Die Meldung drohte beinahe unterzugehen unter dem enormen Wirbel um die erste Rede des amerikanischen Präsidenten vor dem Kongress und den Auftritt des Spitzenkandidaten der Sozialdemokraten am politischen Aschermittwoch: Die Inflationsrate in der gesamten Eurozone steht bei 2 Prozent; für Spanien wurden im Februar sogar 3 Prozent gemessen, in Deutschland waren es 2,2 Prozent, in Frankreich hingegen sind es nur 1,4 Prozent.
Die Europäische Zentralbank hat ihre expansive Geldpolitik und ihr Ankaufsprogramm für Staatsanleihen ja unter anderem immer damit begründet, dass ihr Inflationsziel bei knapp unter 2 Prozent liege und dass die Inflationsraten der letzten Jahre so niedrig waren. Ja, sogar Deflation sei zu befürchten si. Nun ist das Ziel sogar noch „übertroffen“, wenigstens aus Sicht einer Zentralbank, die vorher eine Inflationsrate von unter einem Prozent erzeugt hat. Jedenfalls steht fest, dass eine dauerhafte Inflationsrate von 2 Prozent oder mehr weder mit den langfristigen Zielen der europäischen Bürger noch mit der Zielvorstellung der EZB vereinbar ist.
Wenn es der EZB allein um die Preisniveaustabilität ginge (wir unterstellen, dass die Inflationsrate weiterhin eine Zielgröße ist), würde sie in den kommenden Wochen sehr besonnen und mit einer klaren Ankündigung die expansive Geldpolitik beenden. Das heißt konkret, sie würde schon in Kürze das Ankaufsprogramm für Staatsanleihen beenden und in den kommenden Monaten und den Leitzins in kleinen Schritten anheben.

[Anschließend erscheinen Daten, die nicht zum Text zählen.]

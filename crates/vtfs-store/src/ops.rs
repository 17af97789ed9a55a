//! Store operations trait.
//!
//! The surface a request transport drives: inode-addressed, tenant-scoped,
//! explicit offset/length, no handle state.

use async_trait::async_trait;

use crate::error::StoreResult;
use crate::types::{DirEntry, Ino, Inode};

/// Core store operations.
///
/// Every call runs as one atomic unit of work against the backing store and
/// is scoped to `token`; tenants never see each other's inodes.
#[async_trait]
pub trait StoreOps: Send + Sync {
    // ========================================================================
    // Namespace
    // ========================================================================

    /// Entries whose parent is `parent`, ordered by name.
    ///
    /// A directory with no children, or one that does not exist, lists as
    /// empty.
    async fn list(&self, token: &str, parent: Ino) -> StoreResult<Vec<DirEntry>>;

    /// Resolve one name in a directory.
    async fn lookup(&self, token: &str, parent: Ino, name: &str) -> StoreResult<DirEntry>;

    /// Get inode attributes.
    async fn getattr(&self, token: &str, ino: Ino) -> StoreResult<Inode>;

    /// Create a new inode bound at (parent, name).
    ///
    /// Besides `AlreadyExists`, fails with `NotFound` when `parent` does not
    /// exist and `NotADirectory` when it is not a directory.
    async fn create(&self, token: &str, parent: Ino, name: &str, mode: u32)
        -> StoreResult<DirEntry>;

    /// Create a new directory. The directory bit is forced into `mode`.
    ///
    /// Fails like [`StoreOps::create`].
    async fn mkdir(&self, token: &str, parent: Ino, name: &str, mode: u32) -> StoreResult<DirEntry>;

    /// Remove an inode and every name bound to it.
    async fn delete(&self, token: &str, ino: Ino) -> StoreResult<()>;

    /// Remove an empty directory. Same semantics as [`StoreOps::delete`].
    async fn rmdir(&self, token: &str, ino: Ino) -> StoreResult<()> {
        self.delete(token, ino).await
    }

    /// Add a hard link to `old_ino` at (parent, name).
    ///
    /// `old_ino` must be a file (`IsADirectory` otherwise) and `parent` an
    /// existing directory (`NotFound` / `NotADirectory`).
    async fn link(&self, token: &str, old_ino: Ino, parent: Ino, name: &str)
        -> StoreResult<DirEntry>;

    /// Remove one name of `ino`. Which one is unspecified when it has several;
    /// use [`StoreOps::unlink_at`] to pick.
    ///
    /// Directories are refused with `IsADirectory`; remove them with
    /// [`StoreOps::rmdir`]. The root fails with `Busy`.
    async fn unlink(&self, token: &str, ino: Ino) -> StoreResult<()>;

    /// Remove the name at (parent, name). Directories fail with `IsADirectory`.
    async fn unlink_at(&self, token: &str, parent: Ino, name: &str) -> StoreResult<()>;

    // ========================================================================
    // Content
    // ========================================================================

    /// Read up to `length` bytes starting at `offset`.
    ///
    /// Returns fewer bytes at end of file, and an empty buffer at or past it.
    /// Holes read as zero.
    async fn read(&self, token: &str, ino: Ino, offset: u64, length: u64) -> StoreResult<Vec<u8>>;

    /// Write `data` at `offset`.
    async fn write(&self, token: &str, ino: Ino, offset: u64, data: &[u8]) -> StoreResult<()>;

    // ========================================================================
    // Convenience methods (default implementations)
    // ========================================================================

    /// Check if an inode exists.
    async fn exists(&self, token: &str, ino: Ino) -> bool {
        self.getattr(token, ino).await.is_ok()
    }

    /// Read from `offset` to end of file.
    ///
    /// Issues as many reads as the per-read clamp requires. Each read is its
    /// own transaction, so a concurrent writer may be observed part way.
    async fn read_to_end(&self, token: &str, ino: Ino, offset: u64) -> StoreResult<Vec<u8>> {
        let size = self.getattr(token, ino).await?.size;
        let mut buf = Vec::new();
        let mut pos = offset;
        while pos < size {
            let part = self.read(token, ino, pos, size - pos).await?;
            if part.is_empty() {
                break;
            }
            pos += part.len() as u64;
            buf.extend_from_slice(&part);
        }
        Ok(buf)
    }

    /// Read entire file contents.
    async fn read_all(&self, token: &str, ino: Ino) -> StoreResult<Vec<u8>> {
        self.read_to_end(token, ino, 0).await
    }
}
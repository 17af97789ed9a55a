//! Store error types.

use std::io;
use thiserror::Error;

use crate::types::Ino;

/// Store error type.
///
/// Every public operation returns one of these kinds. Faults from the
/// backing engine are folded into [`StoreError::Internal`] so callers never
/// see an unclassified error.
#[derive(Debug, Error)]
pub enum StoreError {
    /// No such inode or name binding.
    #[error("not found: {0}")]
    NotFound(String),

    /// Name already bound in the target directory.
    #[error("already exists: {0}")]
    AlreadyExists(String),

    /// Expected a directory.
    #[error("not a directory: {0}")]
    NotADirectory(String),

    /// Expected a regular file.
    #[error("is a directory: {0}")]
    IsADirectory(String),

    /// Directory still has children.
    #[error("directory not empty: {0}")]
    NotEmpty(String),

    /// Inode cannot be removed (the tenant root).
    #[error("resource busy: {0}")]
    Busy(String),

    /// Malformed argument (bad name, empty token).
    #[error("invalid argument: {0}")]
    InvalidArgument(String),

    /// File name too long.
    #[error("file name too long")]
    NameTooLong,

    /// Write would extend past the largest representable offset.
    #[error("file too large")]
    FileTooLarge,

    /// Backing store failure or any unexpected fault.
    #[error("internal error: {0}")]
    Internal(String),
}

impl StoreError {
    /// Create a NotFound error for an inode number.
    pub fn ino_not_found(ino: Ino) -> Self {
        Self::NotFound(format!("ino {ino}"))
    }

    /// Create a NotFound error for a name binding.
    pub fn entry_not_found(parent: Ino, name: &str) -> Self {
        Self::NotFound(format!("{name:?} in {parent}"))
    }

    /// Create an AlreadyExists error for a name binding.
    pub fn already_exists(parent: Ino, name: &str) -> Self {
        Self::AlreadyExists(format!("{name:?} in {parent}"))
    }

    /// Create a NotADirectory error.
    pub fn not_a_directory(ino: Ino) -> Self {
        Self::NotADirectory(format!("ino {ino}"))
    }

    /// Create an IsADirectory error.
    pub fn is_a_directory(ino: Ino) -> Self {
        Self::IsADirectory(format!("ino {ino}"))
    }

    /// Create a NotEmpty error.
    pub fn not_empty(ino: Ino) -> Self {
        Self::NotEmpty(format!("ino {ino}"))
    }

    /// Create a Busy error.
    pub fn busy(ino: Ino) -> Self {
        Self::Busy(format!("ino {ino}"))
    }

    /// Create an InvalidArgument error.
    pub fn invalid_argument(msg: impl Into<String>) -> Self {
        Self::InvalidArgument(msg.into())
    }

    /// Create an Internal error.
    pub fn internal(msg: impl Into<String>) -> Self {
        Self::Internal(msg.into())
    }

    /// Returns true for backing-store faults as opposed to domain failures.
    pub fn is_internal(&self) -> bool {
        matches!(self, Self::Internal(_))
    }

    /// POSIX errno for this kind, as expected by the filesystem driver.
    pub fn errno(&self) -> i32 {
        match self {
            Self::NotFound(_) => 2,
            Self::AlreadyExists(_) => 17,
            Self::NotADirectory(_) => 20,
            Self::IsADirectory(_) => 21,
            Self::NotEmpty(_) => 39,
            Self::Busy(_) => 16,
            Self::InvalidArgument(_) => 22,
            Self::NameTooLong => 36,
            Self::FileTooLarge => 27,
            Self::Internal(_) => 5,
        }
    }
}

impl From<rusqlite::Error> for StoreError {
    fn from(e: rusqlite::Error) -> Self {
        Self::Internal(format!("sqlite: {e}"))
    }
}

impl From<tokio::task::JoinError> for StoreError {
    fn from(e: tokio::task::JoinError) -> Self {
        Self::Internal(format!("blocking task failed: {e}"))
    }
}

/// Convert StoreError to std::io::Error for compatibility.
impl From<StoreError> for io::Error {
    fn from(e: StoreError) -> Self {
        match e {
            StoreError::NotFound(msg) => io::Error::new(io::ErrorKind::NotFound, msg),
            StoreError::AlreadyExists(msg) => io::Error::new(io::ErrorKind::AlreadyExists, msg),
            StoreError::NotADirectory(msg) => io::Error::new(io::ErrorKind::NotADirectory, msg),
            StoreError::IsADirectory(msg) => io::Error::new(io::ErrorKind::IsADirectory, msg),
            StoreError::NotEmpty(msg) => io::Error::new(io::ErrorKind::DirectoryNotEmpty, msg),
            StoreError::Busy(msg) => io::Error::new(io::ErrorKind::ResourceBusy, msg),
            StoreError::InvalidArgument(msg) => io::Error::new(io::ErrorKind::InvalidInput, msg),
            StoreError::NameTooLong => {
                io::Error::new(io::ErrorKind::InvalidInput, "file name too long")
            }
            StoreError::FileTooLarge => io::Error::new(io::ErrorKind::FileTooLarge, "file too large"),
            StoreError::Internal(msg) => io::Error::other(msg),
        }
    }
}

/// Store result type.
pub type StoreResult<T> = Result<T, StoreError>;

Allerdings gibt es bereits Anzeichen, dass dies nicht geschehen wird. Zum einen weisen Beobachter auf den Unterschied der aktuellen Inflationsrate zur Kerninflation hin. Letztere ist die um besonders volatile Güter und Dienste bereinigte Preisniveauveränderung. Insbesondere Mineralölprodukte und Lebensmittel fallen darunter. Beide Gruppen sind als Treiber der gegenwärtigen Preisrunde identifiziert worden; die Kerninflation liegt demnach bei knapp unter einem Prozent. Das Argument der Kerninflation ist ökonomisch nicht sehr stichhaltig, legt es doch nahe, dass einige Preise systematisch um einen stabilen Mittelwert schwanken und deshalb nicht in die Berechnung der Inflationsrate einbezogen werden müssten. Dies ist aber nicht richtig, denn die Preise für Rohöl und – mehr noch – für Lebensmittel folgen durchaus einem Trend. Außerdem müssen die Preise für diese wichtigen und im Budget der Menschen durchaus zu Buche schlagenden Güter gezahlt werden, so dass es berechtigt ist, sie auch in die Berechnung der Inflation einzubeziehen.
Ob diese Argumente gegen die Verwendung der Kerninflation die EZB beeindrucken, ist zweifelhaft. Zwar hat die EZB das Argument der Kerninflation – durchaus richtiger Weise – nicht verwendet, als es um die Bekämpfung der zu niedrigen Inflation ging. Es kann aber nicht ausgeschlossen werden, dass sie es nun heranziehen wird, zumal der Lebensmittelpreisanstieg vor allem in einem kalten Winter in den Obst- und Gemüseanbaugebieten im Süden Europas zugeschrieben wird. Da fällt es dann leicht, von Sondereffekten zu reden.